Nesta segunda-feira (08) foi comemorado o Dia Nacional do Turismo, mas a rede hoteleira de Guarapari não teve muito o que celebrar. O setor está passando por uma crise e muitos hotéis da cidade estão fechando.

Há 2 anos eram 104 hotéis e pousadas cadastradas na cidade agora são apenas 82 .

O presidente da Associação de Hotéis e Turismo de Guarapari (AHTG) José Renato de Andrade César, relatou que “há 2 anos eram 104 hotéis e pousadas cadastradas na cidade agora são apenas 82 e cada dia esse número reduz mais. Do ano passado para cá fecharam 8 e muitos deram baixa e estão trabalhando como anônimos”.

Para o presidente da AHTG faltam investimentos no turismo da cidade.

“A crise da segurança que o estado passou deixou a situação que já não era boa ainda mais complicada para a gente da rede hoteleira. Aliado a isso tem também a questão dos alvarás que são muito caros e muitas gente não está conseguindo pagar. Nós precisamos que a prefeitura e o Estado façam propagandas para atrair turistas porque a coisa não está bonita para nós”, desabafou o presidente da AHTG.

O proprietário de pousada e diretor da Associação Brasileira de Pequenos Hotéis Fernando Otávio Campos também reclamou da falta de investimentos no turismo. “O que motiva a crise na rede hoteleira são problemas antigos em Guarapari que como a falta de investimento no setor turístico, falta de uma agenda de turismo e a sazonalidade porque só tem fluxo de turistas aqui no verão.
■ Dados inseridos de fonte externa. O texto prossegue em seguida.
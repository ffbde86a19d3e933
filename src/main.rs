use actix_cors::Cors;
use actix_web::middleware::{Compress, DefaultHeaders};
use actix_web::{App, HttpServer, web};
use dotenv::dotenv;
use human_panic::setup_panic;
use tracing::{debug, warn};

use rust_course_app::config::AppConfig;
use rust_course_app::models::AppStartTime;
use rust_course_app::routes;
use rust_course_app::runtime::lifetime;
use rust_course_app::utils::{json_error_handler, path_error_handler, query_error_handler};

fn build_cors(config: &AppConfig) -> Cors {
    let origins = &config.cors.allowed_origins;
    let cors = if origins.is_empty() || origins.iter().any(|o| o == "*") {
        Cors::default().allow_any_origin()
    } else {
        origins
            .iter()
            .fold(Cors::default().supports_credentials(), |cors, origin| {
                cors.allowed_origin(origin)
            })
    };
    cors.allow_any_method()
        .allow_any_header()
        .max_age(config.cors.max_age)
}

#[actix_web::main]
async fn main() -> std::io::Result<()> {
    dotenv().ok();

    let app_start_time = AppStartTime {
        start_datetime: chrono::Utc::now(),
    };

    // 启动前预处理 //

    setup_panic!();
    AppConfig::init().expect("Failed to initialize configuration");
    let config = AppConfig::get();

    // 初始化日志
    let stdout_log = std::io::stdout();
    let (non_blocking_writer, _guard) = tracing_appender::non_blocking(stdout_log);
    let filter = tracing_subscriber::EnvFilter::new(&config.app.log_level);
    let tracing_format = tracing_subscriber::fmt::format()
        .with_level(true)
        .with_ansi(true);

    let tracing_builder = tracing_subscriber::fmt()
        .with_env_filter(filter)
        .with_writer(non_blocking_writer)
        .event_format(tracing_format);

    if config.is_development() {
        tracing_builder
            .with_file(true)
            .with_line_number(true)
            .init();
    } else {
        tracing_builder.json().init();
    }

    warn!(
        "Starting {} ({} v{}) in {} mode",
        config.app.system_name,
        env!("CARGO_PKG_NAME"),
        env!("CARGO_PKG_VERSION"),
        config.app.environment
    );

    let startup = lifetime::startup::prepare_server_startup().await;

    let storage = startup.storage.clone();
    let cache = startup.cache.clone();

    debug!(
        "Pre-startup processing completed in {} ms",
        chrono::Utc::now()
            .signed_duration_since(app_start_time.start_datetime)
            .num_milliseconds()
    );

    // 预处理完成 //

    warn!("Using {} workers for the server", config.server.workers);

    let server = HttpServer::new(move || {
        App::new()
            .wrap(build_cors(config))
            .wrap(Compress::default())
            .wrap(
                DefaultHeaders::new()
                    .add(("Connection", "keep-alive"))
                    .add((
                        "Keep-Alive",
                        format!("timeout={}, max=1000", config.server.timeouts.keep_alive),
                    )),
            )
            .app_data(web::QueryConfig::default().error_handler(query_error_handler))
            .app_data(web::JsonConfig::default().error_handler(json_error_handler))
            .app_data(web::PathConfig::default().error_handler(path_error_handler))
            .app_data(web::Data::new(storage.clone()))
            .app_data(web::Data::new(cache.clone()))
            .app_data(web::Data::new(app_start_time.clone()))
            .app_data(web::PayloadConfig::new(
                config.server.limits.max_payload_size,
            )) // 设置最大请求体大小
            .configure(routes::configure_auth_routes)
            .configure(routes::configure_user_routes)
            .configure(routes::configure_task_routes)
            .configure(routes::configure_course_routes) // 包含课程任务与互评路由
            .configure(routes::configure_dashboard_routes) // 管理仪表盘
    })
    .keep_alive(std::time::Duration::from_secs(
        config.server.timeouts.keep_alive,
    ))
    .client_request_timeout(std::time::Duration::from_millis(
        config.server.timeouts.client_request,
    ))
    .client_disconnect_timeout(std::time::Duration::from_millis(
        config.server.timeouts.client_disconnect,
    ))
    .workers(config.server.workers);

    let server = {
        #[cfg(unix)]
        {
            if let Some(socket_path) = config.unix_socket_path() {
                warn!("Starting server on Unix socket: {}", socket_path);
                if std::path::Path::new(socket_path).exists() {
                    std::fs::remove_file(socket_path)?;
                }
                server.bind_uds(socket_path)?
            } else {
                let bind_address = config.server_bind_address();
                warn!("Starting server at http://{}", bind_address);
                server.bind(bind_address)?
            }
        }

        #[cfg(not(unix))]
        {
            let bind_address = config.server_bind_address();
            warn!("Starting server at http://{}", bind_address);
            server.bind(bind_address)?
        }
    }
    .run();

    warn!(
        "Dashboard available at {}",
        routes::dashboard::DASHBOARD_BASE_PATH
    );

    tokio::select! {
        res = server => {
            res?;
        }
        _ = lifetime::shutdown::listen_for_shutdown() => {
            warn!("Graceful shutdown: all tasks completed");
        }
    }

    Ok(())
}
Muda a administração e a gente sempre tem esperança de que isso vai mudar e não acontece”.

Fernando defende a regulamentação das casas de temporada no município.

Ele também lembrou que os imóveis de temporada ainda não são regulamentados na cidade. “Não é que eles devam ser proibidos, mas devem ser regulamentados. Sites anunciam apartamentos e casa para temporada e esses imóveis não tem as mesmas obrigações dos hotéis em termos de impostos como o ISS, por exemplo. Eles não pagam e não contribuem em nada para a receita do município e para que isso seja aplicado em investimentos para a cidade crescer”.

“No réveillon chegou 400 mil pessoas em Guarapari, nós temos com o Sesc de 8 a 9 mil leitos então 390 mil pessoas ficaram em apartamentos. Essas pessoas recolheram quanto de ISS? Nada. Se essas 390 pessoas pagassem R$ 1,00 de taxa de turismo, a cidade iria arrecadar R$ 390.000,00 por dia”, disse Fernando.

O Portal 27 procurou a prefeitura para saber porque ainda não foi feita a regulamentação dos imóveis de temporada no município e o que estava sendo feito para atrair mais turistas para a cidade e foi informado que “A economia brasileira tem passado por tempos delicados, e o período de instabilidade econômica e política que se instaurou no País nos últimos anos tem trazido saldos negativos a vários ramos, como construção civil, imobiliário, automotivo. O Turismo, como qualquer outro segmento, também sentiu os efeitos nocivos dessa recessão. Até mesmo grandes metrópoles com Recife têm sofrido diretamente o impacto, com o fechamento de hotéis, restaurantes, empresas turísticas.

 Em menos de seis meses a atual gestão tem realizado investimentos para a realização de shows; festas populares, a exemplo da festa de São Pedro; projeto Esquina da Cultura; além de parcerias como Passos de Anchieta, Jogos Escolares Estaduais. No mês passado Guarapari recebeu blogueiros de turismo de outros estados do Brasil e do exterior para conhecerem praias, lagoas, cultura, gastronomia e religiosidade do nosso e outros municípios.

A Secretaria Municipal de Esporte, Cultura e Turismo está avaliando a regulamentação das casas de aluguel e ônibus de turismo, observando a legislação. Entretanto, aponta que o perfil do público das casas de aluguel é distinto do perfil dos hotéis e pousadas”.